Joy H. (joyofglensfalls) | 16697 comments God Bless You, Dr. Kevorkian (79-page book) by Kurt Vonnegut (first published in 1999)
BELOW IS FROM MY GR REVIEW:
I have finally gotten around to reading this very short book in which Kurt Vonnegut imagines himself as a reporter interviewing famous dead people. I must say that the satire and irony is delicious! You have to read the book to get the real sense of it. No amount of explanation can deliver the real effect of it.

Each interview is a very short vignette, making the reading of the book very easy. But after you finish reading each vignette, you're tempted to go back and savor it again to get all the "juice" out of it. Vonnegut is the master of irony and satire!

The title of the book refers to the imaginary process in which Dr. Kevorkian facilitates the interviews by allowing Vonnegut to have numerous "near-death" experiences. Vonnegut thereby arrives at the Pearly Gates through a blue tunnel. He then interviews his subjects, famous people, who are well known to us all for their good deeds and their bad. I gave it FIVE STARS!

Here's a link to my review which has more information:
https://www.goodreads.com/review/show...


message 2: by Jim (new)

Jim (jimmaclachlan) | 6311 comments I need to read this. Unfortunately, my library doesn't have it available as an audio download, so I haven't gotten around to it. He can be funny.


message 3: by Joy H., Group Founder (new)

Joy H. (joyofglensfalls) | 16697 comments Jim wrote: "I need to read this. Unfortunately, my library doesn't have it available as an audio download, so I haven't gotten around to it. He can be funny."

Jim, I think it would be better appreciated if you read it instead of listening to an audio version. Reading gives you time to savor what he says. Audio lets what he says get by too quickly. Just my opinion.


message 4: by C. (new)

C. McKenzie (cleemckenzie) | 1 comments The audio experience is so different than the reading. First, it's terribly slow for me, and second I miss the ability to interpret the characters and emotions myself. Voice actors are often great, but I'm a do-it-myself kind of reader.

I haven't read this book, but it is on my list. I'm a Vonnegut reader.


message 5: by Joy H., Group Founder (new)

Joy H. (joyofglensfalls) | 16697 comments C. wrote: "The audio experience is so different than the reading. First, it's terribly slow for me, and second I miss the ability to interpret the characters and emotions myself. Voice actors are often great, but I'm a do-it-myself kind of reader. ..."

Hi C. Thanks for posting here. Yes, the two experiences are very different. The time it takes to listen to a book is much longer than if you read it. And, as you say, reading gives you time to digest the material, to understand it and interpret it.

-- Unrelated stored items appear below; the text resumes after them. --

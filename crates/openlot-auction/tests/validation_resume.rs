//! Resumable price-validation tests.
//!
//! Validation scans the bidder registry in insertion order under a
//! caller-set batch budget, persisting its cursor between calls. These
//! tests pin the resume protocol: monotonic cursor, winner cap
//! short-circuit, re-proposal resets, and the invariant that any chunking
//! of the scan lands on the same winner set as a single pass.

use chrono::{DateTime, Duration, TimeZone, Utc};
use openlot_auction::{InMemoryTokenLedger, LotAuction, RoleTable, ScanReport};
use openlot_types::*;
use rand::{Rng, SeedableRng, rngs::StdRng};
use rust_decimal::Decimal;

fn t0() -> DateTime<Utc> {
    Utc.with_ymd_and_hms(2024, 5, 1, 12, 0, 0).single().unwrap()
}

fn dec(n: i64) -> Decimal {
    Decimal::new(n, 0)
}

/// Helper: an auction closed over `amounts`, one bid per account, ready
/// for pricing.
struct ClosedAuction {
    manager: AccountId,
    control: RoleTable,
    ledger: InMemoryTokenLedger,
    auction: LotAuction,
    bidders: Vec<AccountId>,
    after: DateTime<Utc>,
}

impl ClosedAuction {
    fn new(num_items: usize, amounts: &[i64]) -> Self {
        let accounts: Vec<AccountId> = amounts.iter().map(|_| AccountId::new()).collect();
        Self::with_accounts(num_items, amounts, &accounts)
    }

    /// Same as `new` but bidding from caller-provided accounts, so two
    /// auctions can share an identical bidder population.
    fn with_accounts(num_items: usize, amounts: &[i64], accounts: &[AccountId]) -> Self {
        assert_eq!(amounts.len(), accounts.len());
        let owner = AccountId::new();
        let manager = AccountId::new();
        let mut control = RoleTable::new(owner);
        control.add_manager(owner, manager).expect("seat manager");

        let mut auction =
            LotAuction::new(AuctionConfig::default(), AccountId::new()).expect("config");
        let mut ledger = InMemoryTokenLedger::new();
        let series = SeriesId(3);
        ledger.create_series(series, num_items).expect("series");
        let items: Vec<ItemId> = (0..num_items).map(|i| ItemId(i as u64)).collect();
        for &item in &items {
            ledger.mint(item, series, auction.vault()).expect("mint");
        }
        let end = t0() + Duration::days(1);
        auction
            .initialize(manager, series, items, end, &ledger, &control, t0())
            .expect("initialize");

        for (i, (&account, &amount)) in accounts.iter().zip(amounts).enumerate() {
            auction
                .bid(
                    account,
                    dec(amount),
                    &control,
                    t0() + Duration::minutes(i as i64 + 1),
                )
                .expect("bid");
        }

        Self {
            manager,
            control,
            ledger,
            auction,
            bidders: accounts.to_vec(),
            after: end + Duration::minutes(5),
        }
    }

    fn propose(&mut self, price: i64) {
        self.auction
            .propose_price(self.manager, dec(price), &self.control, self.after)
            .expect("propose");
    }

    fn validate(&mut self) -> ScanReport {
        self.auction
            .validate_price(self.manager, &self.control, self.after)
            .expect("validate batch")
    }

    fn set_batch(&mut self, iterations: u32) {
        self.auction
            .set_max_iterations(self.manager, iterations, &self.control)
            .expect("batch size change");
    }

    fn winners(&self) -> Vec<AccountId> {
        self.auction
            .proposal()
            .map(|proposal| proposal.winners.clone())
            .unwrap_or_default()
    }

    fn propose_err(&mut self, price: i64) -> OpenlotError {
        self.auction
            .propose_price(self.manager, dec(price), &self.control, self.after)
            .expect_err("proposal must be rejected")
    }

    fn validate_err(&mut self) -> OpenlotError {
        self.auction
            .validate_price(self.manager, &self.control, self.after)
            .expect_err("validation must be rejected")
    }
}

// =============================================================================
// Test: Three qualifiers, two items: first-come order picks the winners
// =============================================================================
#[test]
fn first_come_order_breaks_the_tie() {
    let mut c = ClosedAuction::new(2, &[10, 15, 12]);
    let (x, y, z) = (c.bidders[0], c.bidders[1], c.bidders[2]);

    c.propose(10);
    let report = c.validate();
    assert!(report.completed);
    assert_eq!(report.num_winners_confirmed, 2, "winner list caps at the lot size");
    assert_eq!(c.winners(), vec![x, y]);
    assert!(
        !c.auction.is_winner(z),
        "z qualifies on amount but arrived third"
    );

    // The losing qualifier exits whole.
    assert!(matches!(
        c.auction.redeem_item(z, &mut c.ledger, c.after),
        Err(OpenlotError::NotWinner(a)) if a == z
    ));
    assert_eq!(
        c.auction.withdraw_bid(z, c.after).expect("refund"),
        dec(12)
    );
}

// =============================================================================
// Test: Batch size one advances the cursor one bidder per call
// =============================================================================
#[test]
fn single_entry_batches_advance_monotonically() {
    let mut c = ClosedAuction::new(2, &[5, 20, 5, 20, 5]);
    c.set_batch(1);
    c.propose(20);

    let r1 = c.validate();
    assert_eq!((r1.processed, r1.cursor, r1.num_winners_confirmed), (1, 1, 0));
    assert!(!r1.completed);

    let r2 = c.validate();
    assert_eq!((r2.processed, r2.cursor, r2.num_winners_confirmed), (1, 2, 1));
    assert!(!r2.completed);

    let r3 = c.validate();
    assert_eq!((r3.processed, r3.cursor, r3.num_winners_confirmed), (1, 3, 1));
    assert!(!r3.completed);

    // Fourth call confirms the second winner; the cap short-circuits the
    // rest of the registry.
    let r4 = c.validate();
    assert_eq!(r4.processed, 1);
    assert_eq!(r4.cursor, 5, "cursor snaps past unscannable entries");
    assert_eq!(r4.num_winners_confirmed, 2);
    assert_eq!(r4.num_items_sellable, 2);
    assert!(r4.completed);

    assert_eq!(c.winners(), vec![c.bidders[1], c.bidders[3]]);
    assert!(matches!(
        c.validate_err(),
        OpenlotError::AlreadyValidated
    ));
}

// =============================================================================
// Test: A full winner list short-circuits within a single call too
// =============================================================================
#[test]
fn winner_cap_short_circuits_one_call() {
    let mut c = ClosedAuction::new(2, &[9, 9, 9, 9, 9, 9]);
    c.propose(9);
    let report = c.validate();
    assert!(report.completed);
    assert_eq!(report.processed, 2, "scan stops at the second confirmation");
    assert_eq!(report.cursor, 6);
    assert_eq!(report.num_winners_confirmed, 2);
    assert_eq!(c.winners(), vec![c.bidders[0], c.bidders[1]]);
}

// =============================================================================
// Test: Any chunking of the scan equals the single-pass outcome
// =============================================================================
#[test]
fn chunked_validation_matches_single_call() {
    let mut rng = StdRng::seed_from_u64(11);
    for round in 0..10 {
        let amounts: Vec<i64> = (0..12).map(|_| rng.gen_range(1..=30)).collect();
        let accounts: Vec<AccountId> = amounts.iter().map(|_| AccountId::new()).collect();

        let mut whole = ClosedAuction::with_accounts(3, &amounts, &accounts);
        whole.propose(15);
        let reference = whole.validate();
        assert!(reference.completed, "budget 500 covers 12 bidders");

        let mut chunked = ClosedAuction::with_accounts(3, &amounts, &accounts);
        let mut batch = 0;
        chunked.propose(15);
        let mut calls = 0;
        let final_report = loop {
            let next = rng.gen_range(1..=4);
            if next != batch {
                chunked.set_batch(next);
                batch = next;
            }
            let report = chunked.validate();
            calls += 1;
            assert!(calls <= 12, "scan must terminate");
            if report.completed {
                break report;
            }
        };

        assert_eq!(
            chunked.winners(),
            whole.winners(),
            "round {round}: winner set must not depend on batching"
        );
        assert_eq!(
            final_report.num_items_sellable, reference.num_items_sellable,
            "round {round}"
        );
        assert_eq!(final_report.num_winners_confirmed, reference.num_winners_confirmed);
    }
}

// =============================================================================
// Test: Re-proposing a different price restarts the scan from zero
// =============================================================================
#[test]
fn reproposal_resets_the_scan() {
    let mut c = ClosedAuction::new(2, &[10, 11, 12, 13]);
    c.set_batch(2);
    c.propose(11);
    let partial = c.validate();
    assert!(!partial.completed);
    assert_eq!(partial.cursor, 2);

    // Same price again is a no-op and keeps the cursor.
    assert!(matches!(
        c.propose_err(11),
        OpenlotError::PriceUnchanged(p) if p == dec(11)
    ));

    // A new price discards the partial scan.
    c.propose(12);
    let proposal = c.auction.proposal().expect("proposal exists");
    assert_eq!(proposal.cursor, 0);
    assert!(!proposal.validated);
    assert!(proposal.winners.is_empty());

    let r1 = c.validate();
    let r2 = c.validate();
    assert!(r2.completed);
    assert_eq!(r1.cursor, 2);
    // At price 12 only the third and fourth bidders qualify.
    assert_eq!(c.winners(), vec![c.bidders[2], c.bidders[3]]);
    assert_eq!(r2.num_items_sellable, 2);

    // Once validated the price is immutable.
    assert!(matches!(c.propose_err(13), OpenlotError::AlreadyValidated));
}

// =============================================================================
// Test: Pricing guards through the facade
// =============================================================================
#[test]
fn pricing_guards() {
    // While bidding is open, pricing is unreachable.
    let mut c = ClosedAuction::new(1, &[5]);
    let open = t0() + Duration::hours(2);
    assert!(matches!(
        c.auction
            .propose_price(c.manager, dec(5), &c.control, open),
        Err(OpenlotError::BiddingStillOpen)
    ));
    assert!(matches!(
        c.auction.validate_price(c.manager, &c.control, open),
        Err(OpenlotError::BiddingStillOpen)
    ));

    // Validation needs a proposal on the table.
    assert!(matches!(c.validate_err(), OpenlotError::NoPriceProposed));

    // Non-positive prices are refused.
    assert!(matches!(c.propose_err(0), OpenlotError::ZeroPrice));
    assert!(matches!(c.propose_err(-3), OpenlotError::ZeroPrice));

    // An empty registry cannot be priced.
    let mut empty = ClosedAuction::new(1, &[]);
    assert!(matches!(empty.propose_err(5), OpenlotError::NoBidders));

    // Cancellation shuts pricing down.
    c.auction
        .cancel_auction(c.manager, &mut c.ledger, &c.control, c.after)
        .expect("cancel");
    assert!(matches!(c.propose_err(5), OpenlotError::Cancelled));
    assert!(matches!(c.validate_err(), OpenlotError::Cancelled));
}

// =============================================================================
// Test: Batch size bounds
// =============================================================================
#[test]
fn batch_size_bounds() {
    let mut c = ClosedAuction::new(1, &[5]);
    assert!(matches!(
        c.auction.set_max_iterations(c.manager, 0, &c.control),
        Err(OpenlotError::ZeroIterations)
    ));
    c.set_batch(25);
    assert!(matches!(
        c.auction.set_max_iterations(c.manager, 25, &c.control),
        Err(OpenlotError::IterationsUnchanged(25))
    ));
}
//! Auction event journal types.
//!
//! Every state-changing operation appends exactly one event. The journal
//! is the audit trail external indexers consume; sequence numbers are
//! assigned by the auction in call order.

use chrono::{DateTime, Utc};
use rust_decimal::Decimal;
use serde::{Deserialize, Serialize};

use crate::{AccountId, ItemId, SeriesId};

/// One observable auction occurrence.
#[derive(Debug, Clone, PartialEq, Eq, Serialize, Deserialize)]
#[serde(tag = "type")]
pub enum AuctionEvent {
    AuctionInitialized {
        series: SeriesId,
        items: Vec<ItemId>,
        bidding_end: DateTime<Utc>,
    },
    AuctionExtended {
        new_bidding_end: DateTime<Utc>,
    },
    AuctionCancelled {
        items_returned: usize,
    },
    Bid {
        bidder: AccountId,
        bid_amount: Decimal,
        accumulated_bid_amount: Decimal,
    },
    BidCancelled {
        bidder: AccountId,
        amount: Decimal,
    },
    PriceProposed {
        price: Decimal,
    },
    PriceValidated {
        price: Decimal,
        num_items_sellable: usize,
    },
    ItemRedeemed {
        redeemer: AccountId,
        item: ItemId,
        excess: Decimal,
    },
    BidWithdrawn {
        withdrawer: AccountId,
        amount: Decimal,
    },
    OperatorWithdrawal {
        funds: Decimal,
        items_returned: usize,
    },
    AuctionRetired,
}

impl AuctionEvent {
    /// Stable event name for filtering journal output.
    #[must_use]
    pub fn kind(&self) -> &'static str {
        match self {
            Self::AuctionInitialized { .. } => "AUCTION_INITIALIZED",
            Self::AuctionExtended { .. } => "AUCTION_EXTENDED",
            Self::AuctionCancelled { .. } => "AUCTION_CANCELLED",
            Self::Bid { .. } => "BID",
            Self::BidCancelled { .. } => "BID_CANCELLED",
            Self::PriceProposed { .. } => "PRICE_PROPOSED",
            Self::PriceValidated { .. } => "PRICE_VALIDATED",
            Self::ItemRedeemed { .. } => "ITEM_REDEEMED",
            Self::BidWithdrawn { .. } => "BID_WITHDRAWN",
            Self::OperatorWithdrawal { .. } => "OPERATOR_WITHDRAWAL",
            Self::AuctionRetired => "AUCTION_RETIRED",
        }
    }
}

/// A journaled event with its sequence number and timestamp.
#[derive(Debug, Clone, PartialEq, Eq, Serialize, Deserialize)]
pub struct EventRecord {
    /// Position in the journal, starting at 0, gap-free.
    pub seq: u64,
    /// Clock reading of the call that produced the event.
    pub at: DateTime<Utc>,
    pub event: AuctionEvent,
}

However, sometimes it's easier to listen, especially if the book is non-fiction.


message 6: by Joy H., Group Founder (new)

Joy H. (joyofglensfalls) | 16697 comments PS - C, I know you'll enjoy _God Bless You, Dr. Kevorkian_ !


message 7: by Nina (new)

Nina | 6066 comments I know my son would like this even if he read it when he was a teenager. He is a marvelous author and of course, his wit is legendary.


message 8: by Nina (last edited May 19, 2016 11:49AM) (new)

Nina | 6066 comments The theme of this book reminds me somewhat of an experience I once had that was referred to by my cardiologist as a "little death" experience. I was experiencing acute irregular heart rhythm and in danger so I was given an injection to stop everything in my body including the heart. They call this "little death," which differs from a "near death" experience as in the latter one you don't actually die. The problem with myself is that you are supposed to come right back to life and for some reason my reappearance to life didn't come right away. According to my husband who was viewing all of this the nurse ran out of the room toward the nurses' station and then came the loud announcement, "She's coming back." And fortunately I did. I don't remember much expect for feeling very peaceful and I did see a light but it's possible it was just the light in the room when I awakened. A couple of weeks later when I visited the dr and he asked how I was feeling I told him I was OK expect for feeling very tired. He then said to me, "When you die it takes time for your body to readjust." End of story. But fortunately not of me.
.


message 9: by Joy H., Group Founder (new)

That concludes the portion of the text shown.